The mob-sexual assault of a university student in the early hours of Friday 31 March 2017 in the Qawmia area of the city of Zagazig, Sharkia governorate, tragically corroborates the persistence and prevalence of sexual violence against women in the Egyptian public sphere. Although the state has recently adopted policies to protect women from gender-based violence, the mob-sexual assault and the enduring endemic nature of gender-based sexual violence throughout Egypt confirms the need for a truthful evaluation of these policies, and a revised strategy to ensure perpetuators are held accountable.

Policies to deter sexual violence were adopted by the Egyptian state in the past few years, in response to pressure from several local women’s rights groups. Units monitoring and combatting violent crimes against women in all Egyptian governorates, associated with the Ministry of Interior, was established in May 2013. Sexual harassment was explicitly criminalized for the first time in 2014, with Article 306 of the Egyptian Penal Code. In May 2015, the National Council for Women launched the National Strategy to Combat Violence against Women. Despite the importance of these policies and legislation, the recent mob sexual-assault underscores the reality that they have not been applied effectively and have significant shortcomings.

The wave of mob-sexual assaults and gang-rapes perpetrated in Tahrir Square and its vicinity were not an anomaly in a society where daily sexual violence and harassment is the norm for almost all women. It is not adequate for the state to view policies enacted in response to the mobilization after the Tahrir violence as temporary, only to be ignored now. The mob sexual-assault in Zagazig confirms the continued need for effective mechanisms combatting the unremitting scourge of sexual violence in Egypt’s towns and cities.

The culture of victim-blaming has dominated both the governmental and cultural responses to the mob-sexual assault. Members of the Egyptian Parliament (MPs), rather directing their efforts towards preventing men from brutally assaulting women, have instead conducted ad-hoc meetings blaming  cultural decay or women themselves for male sexual violence. PM Ahmed El-Awady stressed the importance of “saving new generations from the demise of morals.” PM Amaal Tarabeya focused on halting the spread of pornographic websites in addition to “conducting seminars to reclaim morals and piety in society, away from wearing make-up and short clothes, as this attracts the attention of young men, resulting in flirtation.” Further adding insult to injury, the Zagazig Security Directorate stated that the survivor was wearing “extremely short clothes in front of a café, so several young men gathered around her, trying to harass her.”

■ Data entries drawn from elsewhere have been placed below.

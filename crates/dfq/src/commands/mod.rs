//! Command implementations for the dfq CLI.
//!
//! This module contains the actual command handlers that are invoked by the CLI.

pub mod completions;
pub mod config;
pub mod filter;
pub mod operators;
pub mod parse;

use std::path::PathBuf;

use datefilter_rs::RecordStore;
use tracing::{debug, warn};

use crate::cli::Cli;
use config::{Config, DateFormat};

/// Error type for command execution.
#[derive(Debug, thiserror::Error)]
pub enum CommandError {
    /// Filter parsing or compilation error.
    #[error("filter error: {0}")]
    Filter(#[from] datefilter_rs::FilterError),

    /// Record store error.
    #[error("records error: {0}")]
    Store(#[from] datefilter_rs::RecordStoreError),

    /// Configuration error.
    #[error("configuration error: {0}")]
    Config(String),

    /// I/O error.
    #[error("I/O error: {0}")]
    Io(#[from] std::io::Error),

    /// Serialization error.
    #[error("serialization error: {0}")]
    Json(#[from] serde_json::Error),
}

/// Result type for command execution.
pub type Result<T> = std::result::Result<T, CommandError>;

/// Context for command execution, containing common dependencies.
pub struct CommandContext {
    /// Whether to output JSON.
    pub json_output: bool,
    /// Whether to use colors.
    pub use_colors: bool,
    /// Whether to be quiet (errors only).
    pub quiet: bool,
    /// Whether to be verbose.
    pub verbose: bool,
    /// How record dates are rendered in tables.
    pub date_format: DateFormat,
}

impl CommandContext {
    /// Creates a new command context from CLI arguments and the loaded config.
    ///
    /// `--no-color` wins over `output.color`, which wins over the default.
    pub fn new(cli: &Cli, config: &Config) -> Self {
        Self {
            json_output: cli.json,
            use_colors: !cli.no_color && config.output.color.unwrap_or(true),
            quiet: cli.quiet,
            verbose: cli.verbose,
            date_format: config.output.date_format(),
        }
    }
}

/// Resolves the records file with priority: flag/env > config > XDG default.
pub fn resolve_store(cli: &Cli, config: &Config) -> Result<RecordStore> {
    let store = if let Some(path) = &cli.records {
        RecordStore::with_path(path.clone())
    } else if let Some(path) = &config.records.path {
        RecordStore::with_path(PathBuf::from(path))
    } else {
        RecordStore::new()?
    };

    debug!(path = %store.path().display(), "resolved records file");
    if !store.exists() {
        warn!(path = %store.path().display(), "records file does not exist");
    }
    Ok(store)
}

Media outlets and popular culture also diffuse a victim-blaming discourse that ignores the fact that male violence against women is a natural outcome of the gender-based discrimination defining patriarchal society. The perpetrators themselves are often the last ones to be condemned for the violent acts they commit, if they ever are condemned at all. Instead, both popular and governmental ire are often directed towards societal circumstances such as a general lack of piety or religiosity.  The survivor herself is often blamed for inciting the men to violence through her appearance. This sexist societal discourse shapes the deficient laws and policies adopted by the state to address the pervasive gender-based violence in Egypt. Even when potentially effective mechanisms are devised to safeguard women, the state and other relevant parties do not abide by or implement these mechanisms.

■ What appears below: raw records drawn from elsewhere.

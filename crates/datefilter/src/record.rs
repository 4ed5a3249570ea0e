//! Time-stamped records that date filters are applied to.

use std::fmt;

use chrono::{NaiveDateTime, NaiveTime};
use serde::{Deserialize, Serialize};
use tracing::debug;

use crate::filter::{FilterCompiler, FilterResult, PeriodBound};

/// Access to the timestamp attribute a date filter compares against.
pub trait RecordDate {
    /// Returns the record's timestamp.
    fn record_date(&self) -> NaiveDateTime;
}

impl RecordDate for NaiveDateTime {
    fn record_date(&self) -> NaiveDateTime {
        *self
    }
}

impl<T: RecordDate + ?Sized> RecordDate for &T {
    fn record_date(&self) -> NaiveDateTime {
        (**self).record_date()
    }
}

/// Identifier of a record, written either as a JSON string or an integer.
///
/// A record without an `id` gets the empty text id, which is not written back.
#[derive(Debug, Clone, PartialEq, Eq, Hash, Serialize, Deserialize)]
#[serde(untagged)]
pub enum RecordId {
    Number(i64),
    Text(String),
}

impl RecordId {
    /// Returns true for the empty text id of a record that had none.
    pub fn is_empty(&self) -> bool {
        matches!(self, RecordId::Text(text) if text.is_empty())
    }
}

impl Default for RecordId {
    fn default() -> Self {
        RecordId::Text(String::new())
    }
}

impl fmt::Display for RecordId {
    fn fmt(&self, f: &mut fmt::Formatter<'_>) -> fmt::Result {
        match self {
            RecordId::Number(n) => write!(f, "{n}"),
            RecordId::Text(text) => f.write_str(text),
        }
    }
}

impl From<&str> for RecordId {
    fn from(text: &str) -> Self {
        RecordId::Text(text.to_string())
    }
}

impl From<String> for RecordId {
    fn from(text: String) -> Self {
        RecordId::Text(text)
    }
}

impl From<i64> for RecordId {
    fn from(n: i64) -> Self {
        RecordId::Number(n)
    }
}

impl PartialEq<str> for RecordId {
    fn eq(&self, other: &str) -> bool {
        matches!(self, RecordId::Text(text) if text == other)
    }
}

impl PartialEq<&str> for RecordId {
    fn eq(&self, other: &&str) -> bool {
        self == *other
    }
}

impl PartialEq<i64> for RecordId {
    fn eq(&self, other: &i64) -> bool {
        matches!(self, RecordId::Number(n) if n == other)
    }
}

/// A single time-stamped record.
///
/// Any fields besides `id` and `record_date` are kept in `attributes` and
/// written back unchanged.
#[derive(Debug, Clone, PartialEq, Serialize, Deserialize)]
pub struct Record {
    /// Record identifier.
    #[serde(default, skip_serializing_if = "RecordId::is_empty")]
    pub id: RecordId,

    /// When the record was taken.
    ///
    /// Accepts `YYYY-MM-DD` (stored at midnight), `YYYY-MM-DDTHH:MM` and
    /// `YYYY-MM-DDTHH:MM:SS`.
    #[serde(with = "record_date_format")]
    pub record_date: NaiveDateTime,

    /// Remaining fields of the record.
    #[serde(flatten)]
    pub attributes: serde_json::Map<String, serde_json::Value>,
}

impl Record {
    /// Creates a record with no extra attributes.
    pub fn new(id: impl Into<RecordId>, record_date: NaiveDateTime) -> Self {
        Self {
            id: id.into(),
            record_date,
            attributes: serde_json::Map::new(),
        }
    }

    /// Returns true if the record carries a time of day other than midnight.
    pub fn has_time_of_day(&self) -> bool {
        self.record_date.time() != NaiveTime::MIN
    }
}

impl RecordDate for Record {
    fn record_date(&self) -> NaiveDateTime {
        self.record_date
    }
}

/// A collection of records, as stored on disk.
#[derive(Debug, Clone, Default, PartialEq, Serialize, Deserialize)]
pub struct RecordSet {
    /// The records, in file order.
    #[serde(default)]
    pub records: Vec<Record>,
}

impl RecordSet {
    /// Creates a record set.
    pub fn new(records: Vec<Record>) -> Self {
        Self { records }
    }

    /// Returns the number of records.
    pub fn len(&self) -> usize {
        self.records.len()
    }

    /// Returns true if there are no records.
    pub fn is_empty(&self) -> bool {
        self.records.is_empty()
    }

    /// Returns records matching an unbounded filter parameter such as `ge2013-03-14`.
    ///
    /// # Errors
    ///
    /// Returns a `FilterError` if the parameter does not parse or uses `lt`/`gt`.
    pub fn filter_by_date(&self, parameter: &str) -> FilterResult<Vec<&Record>> {
        let predicate = FilterCompiler::compile(parameter)?;
        let matches = predicate.filter_records(&self.records);
        debug!(parameter, matched = matches.len(), total = self.len(), "filtered records");
        Ok(matches)
    }

    /// Returns records matching a period-bounded `lt`/`gt` filter parameter.
    ///
    /// # Errors
    ///
    /// Returns a `FilterError` if the parameter does not parse or uses an
    /// operator other than `lt`/`gt`.
    pub fn filter_by_date_with_period(
        &self,
        parameter: &str,
        period: PeriodBound,
    ) -> FilterResult<Vec<&Record>> {
        let predicate = FilterCompiler::compile_with_period(parameter, period)?;
        let matches = predicate.filter_records(&self.records);
        debug!(parameter, ?period, matched = matches.len(), total = self.len(), "filtered records");
        Ok(matches)
    }
}

impl From<Vec<Record>> for RecordSet {
    fn from(records: Vec<Record>) -> Self {
        Self::new(records)
    }
}

mod record_date_format {
    use chrono::{NaiveDate, NaiveDateTime, NaiveTime};
    use serde::{de, Deserialize, Deserializer, Serializer};

    const SERIALIZE_FORMAT: &str = "%Y-%m-%dT%H:%M:%S";
    const DATE_TIME_FORMATS: [&str; 2] = ["%Y-%m-%dT%H:%M:%S", "%Y-%m-%dT%H:%M"];
    const DATE_FORMAT: &str = "%Y-%m-%d";

    pub fn serialize<S: Serializer>(value: &NaiveDateTime, serializer: S) -> Result<S::Ok, S::Error> {
        serializer.collect_str(&value.format(SERIALIZE_FORMAT))
    }

    pub fn deserialize<'de, D: Deserializer<'de>>(deserializer: D) -> Result<NaiveDateTime, D::Error> {
        let text = String::deserialize(deserializer)?;
        parse(&text).ok_or_else(|| {
            de::Error::custom(format!(
                "invalid record_date '{text}': expected YYYY-MM-DD or YYYY-MM-DDTHH:MM[:SS]"
            ))
        })
    }

    fn parse(text: &str) -> Option<NaiveDateTime> {
        DATE_TIME_FORMATS
            .iter()
            .find_map(|format| NaiveDateTime::parse_from_str(text, format).ok())
            .or_else(|| {
                NaiveDate::parse_from_str(text, DATE_FORMAT)
                    .ok()
                    .map(|date| date.and_time(NaiveTime::MIN))
            })
    }
}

Crimes of sexual violence against women are not isolated from the patriarchal context wherein they occur; in other words, these crimes cannot be separated from the degrading views of women and the rejection of their presence and freedom in the public sphere. While the enactment of policies to combat sexual violence against women is a state prerogative, it does not absolve society as a whole from taking action to ensure women are safe in Egypt’s public spaces. Society must not be shut out from governmental dialogue regarding this issue, rendering them unable to monitor policies adopted by the state. This is why we have repeatedly called for a comprehensive and transparent monitoring and evaluation mechanism for the National Strategy to Combat Violence against Women, in order to effectively address the current shortcomings in the strategy’s application. Any legislation intended to effectively counter all forms of daily violence against women must ensure widespread societal monitoring of these policies.

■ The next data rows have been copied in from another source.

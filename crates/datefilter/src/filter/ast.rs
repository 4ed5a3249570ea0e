//! Parsed representation of a date filter parameter.

use std::fmt;
use std::str::FromStr;

use chrono::NaiveDateTime;
use serde::Serialize;

use super::error::FilterError;
use super::grammar::TIME_MARKER;

/// Comparison operator selected by the two-letter filter prefix.
///
/// `Lt` and `Gt` are only meaningful together with a [`PeriodBound`]; the other
/// seven operators compile without one.
#[derive(Debug, Clone, Copy, PartialEq, Eq, Hash, Serialize)]
#[serde(rename_all = "lowercase")]
pub enum OperatorTag {
    /// `eq` - the whole day containing the instant.
    Eq,
    /// `ne` - anything outside the day containing the instant.
    Ne,
    /// `ge` - at or after the instant.
    Ge,
    /// `le` - at or before the instant.
    Le,
    /// `sa` - starts after the day containing the instant.
    Sa,
    /// `eb` - ends before the instant.
    Eb,
    /// `ap` - same ordinal day of year, in any year.
    Ap,
    /// `lt` - before the instant, within a period.
    Lt,
    /// `gt` - after the instant, within a period.
    Gt,
}

impl OperatorTag {
    /// Every operator, in the order they are documented.
    pub const ALL: [OperatorTag; 9] = [
        OperatorTag::Eq,
        OperatorTag::Ne,
        OperatorTag::Ge,
        OperatorTag::Le,
        OperatorTag::Sa,
        OperatorTag::Eb,
        OperatorTag::Ap,
        OperatorTag::Lt,
        OperatorTag::Gt,
    ];

    /// Returns the two-letter prefix for this operator.
    pub fn as_str(self) -> &'static str {
        match self {
            OperatorTag::Eq => "eq",
            OperatorTag::Ne => "ne",
            OperatorTag::Ge => "ge",
            OperatorTag::Le => "le",
            OperatorTag::Sa => "sa",
            OperatorTag::Eb => "eb",
            OperatorTag::Ap => "ap",
            OperatorTag::Lt => "lt",
            OperatorTag::Gt => "gt",
        }
    }

    /// Returns true for operators that compile only with a [`PeriodBound`].
    pub fn requires_period(self) -> bool {
        matches!(self, OperatorTag::Lt | OperatorTag::Gt)
    }

    /// Short human-readable description of the operator's semantics.
    pub fn description(self) -> &'static str {
        match self {
            OperatorTag::Eq => "equal: the whole day containing the date",
            OperatorTag::Ne => "not equal: outside the day containing the date",
            OperatorTag::Ge => "greater or equal: at or after the instant",
            OperatorTag::Le => "less or equal: at or before the instant",
            OperatorTag::Sa => "starts after: from the following day onwards",
            OperatorTag::Eb => "ends before: strictly before the instant",
            OperatorTag::Ap => "approximately: same day of year, any year",
            OperatorTag::Lt => "less than: from period start up to the instant",
            OperatorTag::Gt => "greater than: after the instant up to period end",
        }
    }
}

impl fmt::Display for OperatorTag {
    fn fmt(&self, f: &mut fmt::Formatter<'_>) -> fmt::Result {
        f.write_str(self.as_str())
    }
}

impl FromStr for OperatorTag {
    type Err = FilterError;

    fn from_str(s: &str) -> Result<Self, Self::Err> {
        OperatorTag::ALL
            .into_iter()
            .find(|op| op.as_str() == s)
            .ok_or_else(|| FilterError::grammar_mismatch(s))
    }
}

/// How much of the instant the filter parameter spelled out.
#[derive(Debug, Clone, Copy, PartialEq, Eq, Serialize)]
#[serde(rename_all = "snake_case")]
pub enum Precision {
    /// Date only; the instant is midnight of that date.
    Date,
    /// Date with an `HH:MM` time of day.
    DateTime,
}

/// A parsed filter parameter: operator plus anchor instant.
///
/// Rendering with `Display` yields the canonical parameter form, so
/// `FilterExpression` values round-trip through [`FilterParser`](super::FilterParser).
#[derive(Debug, Clone, Copy, PartialEq, Eq, Serialize)]
pub struct FilterExpression {
    /// The comparison operator.
    pub operator: OperatorTag,
    /// The anchor instant.
    pub instant: NaiveDateTime,
    /// Whether the parameter carried a time of day.
    pub precision: Precision,
}

impl FilterExpression {
    /// Creates a new filter expression.
    pub fn new(operator: OperatorTag, instant: NaiveDateTime, precision: Precision) -> Self {
        Self {
            operator,
            instant,
            precision,
        }
    }
}

impl fmt::Display for FilterExpression {
    fn fmt(&self, f: &mut fmt::Formatter<'_>) -> fmt::Result {
        write!(f, "{}{}", self.operator, self.instant.format("%Y-%m-%d"))?;
        if self.precision == Precision::DateTime {
            write!(f, "{}{}", TIME_MARKER, self.instant.format("%H:%M"))?;
        }
        Ok(())
    }
}

/// Caller-supplied period that bounds the `lt` and `gt` operators.
///
/// An unset side leaves the comparison open in that direction.
#[derive(Debug, Clone, Copy, Default, PartialEq, Eq, Serialize)]
pub struct PeriodBound {
    /// Inclusive lower bound used by `lt`.
    pub start: Option<NaiveDateTime>,
    /// Inclusive upper bound used by `gt`.
    pub end: Option<NaiveDateTime>,
}

impl PeriodBound {
    /// Creates a period from optional start and end instants.
    pub fn new(start: Option<NaiveDateTime>, end: Option<NaiveDateTime>) -> Self {
        Self { start, end }
    }

    /// A period open on both sides.
    pub fn unbounded() -> Self {
        Self::default()
    }

    /// Returns a copy with the start set.
    pub fn starting(mut self, start: NaiveDateTime) -> Self {
        self.start = Some(start);
        self
    }

    /// Returns a copy with the end set.
    pub fn ending(mut self, end: NaiveDateTime) -> Self {
        self.end = Some(end);
        self
    }
}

Sexual violence against women afflicts all citizens. The only way to effectively confront the rampant gender-based violence in Egypt is to work from a discourse recognizing these crimes as sexist at their very core; crimes committed against women simply due to the fact that they are women. In the last few years, women’s rights advocates have persisted in pushing the issue of violence against women to the forefront of societal dialogue. Although their perseverance in the face of societal hostility has resulted in several key victories in state legislation, women still continue to pay severe consequences for simply existing in the public sphere. We find ourselves once again facing a brutal mob sexual-assault without any guarantee of accountability or an end to these atrocities.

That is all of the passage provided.